Harringay online

Harringay, Haringey - So Good they Spelt it Twice!

I have never had a satisfactory answer as to why there are so many Turks and Kurds in North London. I have no problem with this and welcome the improved restaurant provision (tho Harringay is the best) I know that in the 70s many Turkish and Greek Cypriots settled here after the invasion of Cyprus, but now there are a huge number of settled Turks/Kurds. Surely they can't ALL be refugees?

Views: 3275

Reply to This

Replies to This Discussion

Let me be clear, I didn't call Phillip racist; I spoke to perceptions of what he wrote. 

Actually Ian I disagree.  The words we choose are powerful, as your rephrasing of the original post shows.

Yes - let's have a discussion about the history of Turkish settlement in Harringay - that is a very interesting and valid area of interest to anyone living here.  The semiotics of the original post is what people are reacting to:-

look at the phrasing:

First the title:  You choose your title to be attention grabbing - you know that this is what is going to attract people to open your post. So why not title it 'History of Turkish/Kurdish people in Harringay?'  Why so many.... is pretty inflammatory - especially considering he states in his opening line this is part of an ongoing question he is seeking answers to -thereby showing he is actually more than aware of the cultural sensitivity around the issue.

'I have no problem with' feels in this usage to be synonymous with 'I'm not racist but' - the effect of this is enhanced by collating it with the turkish eateries.  Try ' I have no problem with the Pakistani people, they bring great curry my area' - really?  Are we really still collocating multiple generation immigration just with their food?  

And the closing remark - 'Surely they can't all be refuges' - given the tone of everything preceding this one can only assume this is some veiled reference to other forms of immigration.

So yes - I think the original poster is trying to be inflammatory.

I agree. I must say, I had an eyebrow raised when I read Philip's post. A quick trawl on the internet would've answered his own question. From reading Philips previous posts and interesting contributions I think it's obvious that he isn't racist. It's glaringly obvious that this particular post is provocative.
Nonsense...he asked a simple question and it turned into a stupide debate before a few people gave some answers later on in the thread.

Too much tip toeing around the issues just allows UKIP to fester!

Very interesting to learn how a bus route can influence where newbies settle.

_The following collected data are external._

use std::collections::BTreeMap;

use serde::de::DeserializeOwned;
use serde::{Deserialize, Serialize};
use serde_path_to_error as spte;

use crate::config::{ProfileOptions, SimConfig, DEFAULT_NUM_LAPS};
use crate::profile::build_profile;
use crate::ranking::{compute_podium, rank_positions};
use crate::report::predict_race;
use crate::simulator::generate_race_seeded;
use crate::types::{
    CompetitorDirectory, HistoricalRaces, LapRecord, ProfileMap, SeasonData, SimulatedLap,
};

// ──────────────────────────────────────────────────────────────────────────────
// TOLERANT INPUT (OpenF1-feltnavn aksepteres som aliaser)
// ──────────────────────────────────────────────────────────────────────────────

#[derive(Debug, Deserialize)]
#[serde(untagged)]
enum IdIn {
    Num(i64),
    Float(f64),
    Str(String),
}

impl IdIn {
    fn into_string(self) -> String {
        match self {
            IdIn::Num(n) => n.to_string(),
            // 44.0 fra pandas/numpy skal gi samme nøkkel som 44
            IdIn::Float(v) if v.is_finite() && v.fract() == 0.0 => format!("{}", v as i64),
            IdIn::Float(v) => v.to_string(),
            IdIn::Str(s) => s,
        }
    }
}

#[derive(Debug, Deserialize)]
struct LapIn {
    #[serde(alias = "driver_number")]
    competitor_id: IdIn,
    lap_number: u32,
    #[serde(default)]
    lap_duration: Option<f64>,
    #[serde(default)]
    is_pit_out_lap: Option<bool>,
    #[serde(default, alias = "compound")]
    tire_compound: Option<String>,
}

impl LapIn {
    fn into_record(self, season: i32) -> LapRecord {
        LapRecord {
            competitor_id: self.competitor_id.into_string(),
            lap_number: self.lap_number,
            lap_duration: self.lap_duration,
            is_pit_out_lap: self.is_pit_out_lap.unwrap_or(false),
            season,
            tire_compound: self.tire_compound,
        }
    }
}

/// Sesong → runder; `null` = sesongen kunne ikke hentes.
type SeasonsIn = BTreeMap<i32, Option<Vec<LapIn>>>;

fn to_history(seasons: SeasonsIn) -> HistoricalRaces {
    seasons
        .into_iter()
        .map(|(season, laps)| {
            let data = match laps {
                Some(laps) => SeasonData::Available(
                    laps.into_iter().map(|l| l.into_record(season)).collect(),
                ),
                None => SeasonData::Unavailable {
                    reason: "no data supplied".to_string(),
                },
            };
            (season, data)
        })
        .collect()
}

fn parse<T: DeserializeOwned>(json_in: &str, what: &str) -> Result<T, String> {
    let mut de = serde_json::Deserializer::from_str(json_in);
    spte::deserialize(&mut de).map_err(|e| {
        let path = e.path().to_string();
        format!("parse error ({what}) at {path}: {}", e.inner())
    })
}

fn emit<T: Serialize>(value: &T) -> Result<String, String> {
    serde_json::to_string(value).map_err(|e| format!("serialize error: {e}"))
}

// ──────────────────────────────────────────────────────────────────────────────
// ENTRY POINTS
// ──────────────────────────────────────────────────────────────────────────────

/// `{"seasons": {...}, "options"?: {...}}` → `{competitor_id: profile}`
pub fn build_profile_json(json_in: &str) -> Result<String, String> {
    #[derive(Deserialize)]
    struct ProfileIn {
        seasons: SeasonsIn,
        #[serde(default)]
        options: ProfileOptions,
    }

    let parsed: ProfileIn = parse(json_in, "ProfileIn")?;
    parsed
        .options
        .season_weights
        .validate()
        .map_err(|e| e.to_string())?;
    emit(&build_profile(&to_history(parsed.seasons), &parsed.options))
}

/// `{"profiles": {...}, "num_laps"?: 56, "seed"?: u64}` → `[SimulatedLap]`
pub fn simulate_race_json(json_in: &str) -> Result<String, String> {
    #[derive(Deserialize)]
    struct SimulateIn {
        profiles: ProfileMap,
        #[serde(default = "default_laps")]
        num_laps: u32,
        #[serde(default)]
        seed: Option<u64>,
    }
    fn default_laps() -> u32 {
        DEFAULT_NUM_LAPS
    }

    let parsed: SimulateIn = parse(json_in, "SimulateIn")?;
    let laps = generate_race_seeded(&parsed.profiles, parsed.num_laps, parsed.seed)
        .map_err(|e| e.to_string())?;
    emit(&laps)
}

/// `[SimulatedLap]` → `[PositionEntry]`
pub fn rank_positions_json(json_in: &str) -> Result<String, String> {
    let laps: Vec<SimulatedLap> = parse(json_in, "SimulatedLaps")?;
    emit(&rank_positions(&laps))
}

/// `[SimulatedLap]` → `[PodiumEntry]`
pub fn compute_podium_json(json_in: &str) -> Result<String, String> {
    let laps: Vec<SimulatedLap> = parse(json_in, "SimulatedLaps")?;
    emit(&compute_podium(&laps))
}

/// `{"seasons": {...}, "config"?: {...}, "competitors"?: {id: {name, team}}}` → RaceReport
pub fn predict_race_json(json_in: &str) -> Result<String, String> {
    #[derive(Deserialize)]
    struct PredictIn {
        seasons: SeasonsIn,
        #[serde(default)]
        config: SimConfig,
        #[serde(default)]
        competitors: CompetitorDirectory,
    }

    let parsed: PredictIn = parse(json_in, "PredictIn")?;
    let report = predict_race(&to_history(parsed.seasons), &parsed.config, &parsed.competitors)
        .map_err(|e| e.to_string())?;
    emit(&report)
}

And I am a brown skinned economic immigrant!

Philip.. Turkish and Greek Cypriots (as opposed to Greek & Turkish nationals) settled in Harringay decades before the 70s.. Which may seem a long time ago to you, but wasn't the beginning of a Cypriot community in North London.

I can recall Cypriot kids, both Turkish and Greek joining our classes during 1959/60 and had many Cypriot school friends during the sixties. Mostly living in the Gardens and on the Ladder. Even back then, there were Cypriots shops on Green Lanes.  http://en.wikipedia.org/wiki/Cyprus_dispute#EOKA_campaign_and_creat...

I read somewhere that there was a Cypriot community in Camden Town much earlier on than that. Apparently, living on bus route 29 had something to do with their spread northwards to Harringay and on beyond to the promised lands of Palmers Green, Southgate, Winchmore Hill and Enfield.

I think once you're an immigrant yourself and see how difficult it is to be allowed to stay here, you do wonder. But the problem is that the immigration rules to the UK try to be discriminatory and end up looking, from some angles, a little racist.

I came to this country 19 years ago with my next door neighbour from New Zealand. I had an Ancestry Visa because I had an English grandfather. She had a two year working holiday visa. After her two years was up, she had to return to New Zealand. My daughter was born in London but after taking her home as a baby to see family there was a conundrum at the airport coming back as neither her mother nor I had British passports. She was eventually given a stamp in her passport amounting to the visa that I now exist on "Indefinite leave to remain".

As for the person who called the local immigrants economic migrants... they can't be. My next door neighbour was an economic migrant, we both were! I came here primarily for work. She had to go home.